Kane levantó lentamente su mano manchada de sangre y le secó con suavidad una lágrima de la mejilla. Una sonrisa débil y sombría se dibujó en sus pálidos labios.
«Porque en los hospitales hacen preguntas», susurró Kane con voz ronca. «Y no quiero que se meta la policía. Yo me encargo de mis propios líos».
Apartó la mirada de Haleigh y la posó en el hombre que gemía en el suelo. La ternura de su mirada se desvaneció, sustituida por un abismo de pura crueldad.
Arrojó al suelo los alicates quirúrgicos ensangrentados. Estos resonaron contra la madera.
—Vince —ordenó Kane, con una voz que transmitía toda su letal autoridad a pesar del dolor—. Averigua exactamente quién le dio las llaves de esa furgoneta.
Vince recogió las pinzas con expresión inexpresiva y se acercó al hombre que yacía en el suelo.
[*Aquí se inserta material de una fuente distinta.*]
//! Policy evaluators.
//!
//! Evaluators are pure over (request, user history): no side effects, no
//! state. The built-in variants are a closed tagged enum validated at load
//! time; bespoke policies plug in through the [`Evaluator`] trait. The
//! registry runs evaluators in declared order and the first denial
//! short-circuits.

use super::history::ActionHistory;
use crate::types::{ActionCategory, EvaluationResult, PolicyError};
use chrono::{Duration, Utc};
use serde::{Deserialize, Serialize};
use std::collections::HashMap;
use std::sync::Arc;

/// A pure policy check.
pub trait Evaluator: Send + Sync {
    fn name(&self) -> &str;

    fn evaluate(
        &self,
        user_id: &str,
        category: ActionCategory,
        metadata: &HashMap<String, serde_json::Value>,
        history: &ActionHistory,
    ) -> EvaluationResult;
}

/// Built-in evaluator variants as authored in configuration.
#[derive(Debug, Clone, Serialize, Deserialize)]
#[serde(tag = "type", rename_all = "snake_case")]
pub enum EvaluatorSpec {
    /// Deny `blocked_categories` for `block_hours` after any
    /// `trigger_category` action.
    TimedRestriction {
        trigger_category: ActionCategory,
        blocked_categories: Vec<ActionCategory>,
        block_hours: i64,
    },
    /// Deny when the user already performed `max_count` actions of the
    /// requested category inside the window.
    RateLimit {
        max_count: usize,
        window_hours: i64,
        /// When set, only these categories are rate limited.
        #[serde(default)]
        categories: Option<Vec<ActionCategory>>,
    },
    /// Deny when `metadata[field]` is a number above `max_value`.
    Threshold { field: String, max_value: f64 },
    /// Resolved against the custom implementations supplied by the
    /// embedding application.
    Custom,
}

/// One entry of the evaluators config file.
#[derive(Debug, Clone, Serialize, Deserialize)]
pub struct EvaluatorEntry {
    pub name: String,
    #[serde(default = "default_enabled")]
    pub enabled: bool,
    #[serde(flatten)]
    pub spec: EvaluatorSpec,
}

fn default_enabled() -> bool {
    true
}

struct TimedRestriction {
    name: String,
    trigger_category: ActionCategory,
    blocked_categories: Vec<ActionCategory>,
    block_hours: i64,
}

impl Evaluator for TimedRestriction {
    fn name(&self) -> &str {
        &self.name
    }

    fn evaluate(
        &self,
        user_id: &str,
        category: ActionCategory,
        _metadata: &HashMap<String, serde_json::Value>,
        history: &ActionHistory,
    ) -> EvaluationResult {
        if !self.blocked_categories.contains(&category) {
            return EvaluationResult::allow();
        }
        let window_start = Utc::now() - Duration::hours(self.block_hours);
        match history.last(user_id, self.trigger_category) {
            Some(trigger) if trigger.timestamp >= window_start => {
                let lift = trigger.timestamp + Duration::hours(self.block_hours);
                EvaluationResult::deny(format!(
                    "{} is blocked for {} hours after a {} (lifts at {})",
                    category,
                    self.block_hours,
                    self.trigger_category,
                    lift.to_rfc3339()
                ))
                .with_lift_time(lift)
            }
            _ => EvaluationResult::allow(),
        }
    }
}

struct RateLimit {
    name: String,
    max_count: usize,
    window_hours: i64,
    categories: Option<Vec<ActionCategory>>,
}

impl Evaluator for RateLimit {
    fn name(&self) -> &str {
        &self.name
    }

    fn evaluate(
        &self,
        user_id: &str,
        category: ActionCategory,
        _metadata: &HashMap<String, serde_json::Value>,
        history: &ActionHistory,
    ) -> EvaluationResult {
        if let Some(ref categories) = self.categories {
            if !categories.contains(&category) {
                return EvaluationResult::allow();
            }
        }
        let since = Utc::now() - Duration::hours(self.window_hours);
        let count = history.count(user_id, category, since);
        if count >= self.max_count {
            EvaluationResult::deny(format!(
                "limit of {} {} action(s) per {} hours reached",
                self.max_count, category, self.window_hours
            ))
        } else {
            EvaluationResult::allow()
        }
    }
}

struct Threshold {
    name: String,
    field: String,
    max_value: f64,
}

impl Evaluator for Threshold {
    fn name(&self) -> &str {
        &self.name
    }

    fn evaluate(
        &self,
        _user_id: &str,
        _category: ActionCategory,
        metadata: &HashMap<String, serde_json::Value>,
        _history: &ActionHistory,
    ) -> EvaluationResult {
        match metadata.get(&self.field).and_then(|v| v.as_f64()) {
            Some(value) if value > self.max_value => EvaluationResult::deny(format!(
                "{} of {} exceeds the limit of {}",
                self.field, value, self.max_value
            )),
            _ => EvaluationResult::allow(),
        }
    }
}

/// The decision plus which evaluator denied, for stats and logging.
#[derive(Debug, Clone)]
pub struct PolicyDecision {
    pub result: EvaluationResult,
    pub denied_by: Option<String>,
}

impl PolicyDecision {
    pub fn allowed() -> Self {
        Self {
            result: EvaluationResult::allow(),
            denied_by: None,
        }
    }
}

/// Ordered evaluator chain.
pub struct EvaluatorRegistry {
    evaluators: Vec<Arc<dyn Evaluator>>,
}

impl EvaluatorRegistry {
    /// Build the chain from config entries. `Custom` entries are resolved
    /// against `custom_impls` by name; disabled entries are skipped.
    pub fn from_entries(
        entries: Vec<EvaluatorEntry>,
        mut custom_impls: HashMap<String, Arc<dyn Evaluator>>,
    ) -> Result<Self, PolicyError> {
        let mut evaluators: Vec<Arc<dyn Evaluator>> = Vec::new();
        let mut seen = std::collections::HashSet::new();
        for entry in entries {
            if !seen.insert(entry.name.clone()) {
                return Err(PolicyError::DuplicateEvaluator(entry.name));
            }
            if !entry.enabled {
                continue;
            }
            let evaluator: Arc<dyn Evaluator> = match entry.spec {
                EvaluatorSpec::TimedRestriction {
                    trigger_category,
                    blocked_categories,
                    block_hours,
                } => {
                    if block_hours <= 0 {
                        return Err(PolicyError::InvalidEvaluator {
                            name: entry.name,
                            reason: "block_hours must be positive".into(),
                        });
                    }
                    if blocked_categories.is_empty() {
                        return Err(PolicyError::InvalidEvaluator {
                            name: entry.name,
                            reason: "blocked_categories must be non-empty".into(),
                        });
                    }
                    Arc::new(TimedRestriction {
                        name: entry.name,
                        trigger_category,
                        blocked_categories,
                        block_hours,
                    })
                }
                EvaluatorSpec::RateLimit {
                    max_count,
                    window_hours,
                    categories,
                } => {
                    if max_count == 0 || window_hours <= 0 {
                        return Err(PolicyError::InvalidEvaluator {
                            name: entry.name,
                            reason: "max_count and window_hours must be positive".into(),
                        });
                    }
                    Arc::new(RateLimit {
                        name: entry.name,
                        max_count,
                        window_hours,
                        categories,
                    })
                }
                EvaluatorSpec::Threshold { field, max_value } => {
                    if field.is_empty() {
                        return Err(PolicyError::InvalidEvaluator {
                            name: entry.name,
                            reason: "field must be non-empty".into(),
                        });
                    }
                    Arc::new(Threshold {
                        name: entry.name,
                        field,
                        max_value,
                    })
                }
                EvaluatorSpec::Custom => custom_impls.remove(&entry.name).ok_or_else(|| {
                    PolicyError::InvalidEvaluator {
                        name: entry.name.clone(),
                        reason: "no custom implementation registered under this name".into(),
                    }
                })?,
            };
            evaluators.push(evaluator);
        }
        Ok(Self { evaluators })
    }

    /// Run the chain in order; the first denial wins.
    pub fn evaluate(
        &self,
        user_id: &str,
        category: ActionCategory,
        metadata: &HashMap<String, serde_json::Value>,
        history: &ActionHistory,
    ) -> PolicyDecision {
        for evaluator in &self.evaluators {
            let result = evaluator.evaluate(user_id, category, metadata, history);
            if !result.allowed {
                tracing::info!(
                    evaluator = evaluator.name(),
                    user = user_id,
                    %category,
                    "policy denied"
                );
                return PolicyDecision {
                    result,
                    denied_by: Some(evaluator.name().to_string()),
                };
            }
        }
        PolicyDecision::allowed()
    }

    pub fn len(&self) -> usize {
        self.evaluators.len()
    }

    pub fn is_empty(&self) -> bool {
        self.evaluators.is_empty()
    }
}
Haleigh se arrodilló en la sangre junto a su marido. No sentía miedo ni repugnancia. En cambio, un fuego oscuro y decidido se encendió en su pecho. Apretó con fuerza la mano de Kane, con una lealtad hacia él absoluta e inquebrantable.
El asesino soltó un grito ahogado y agonizante mientras el sonido de los huesos al romperse resonaba contra el costoso papel pintado de la suite presidencial.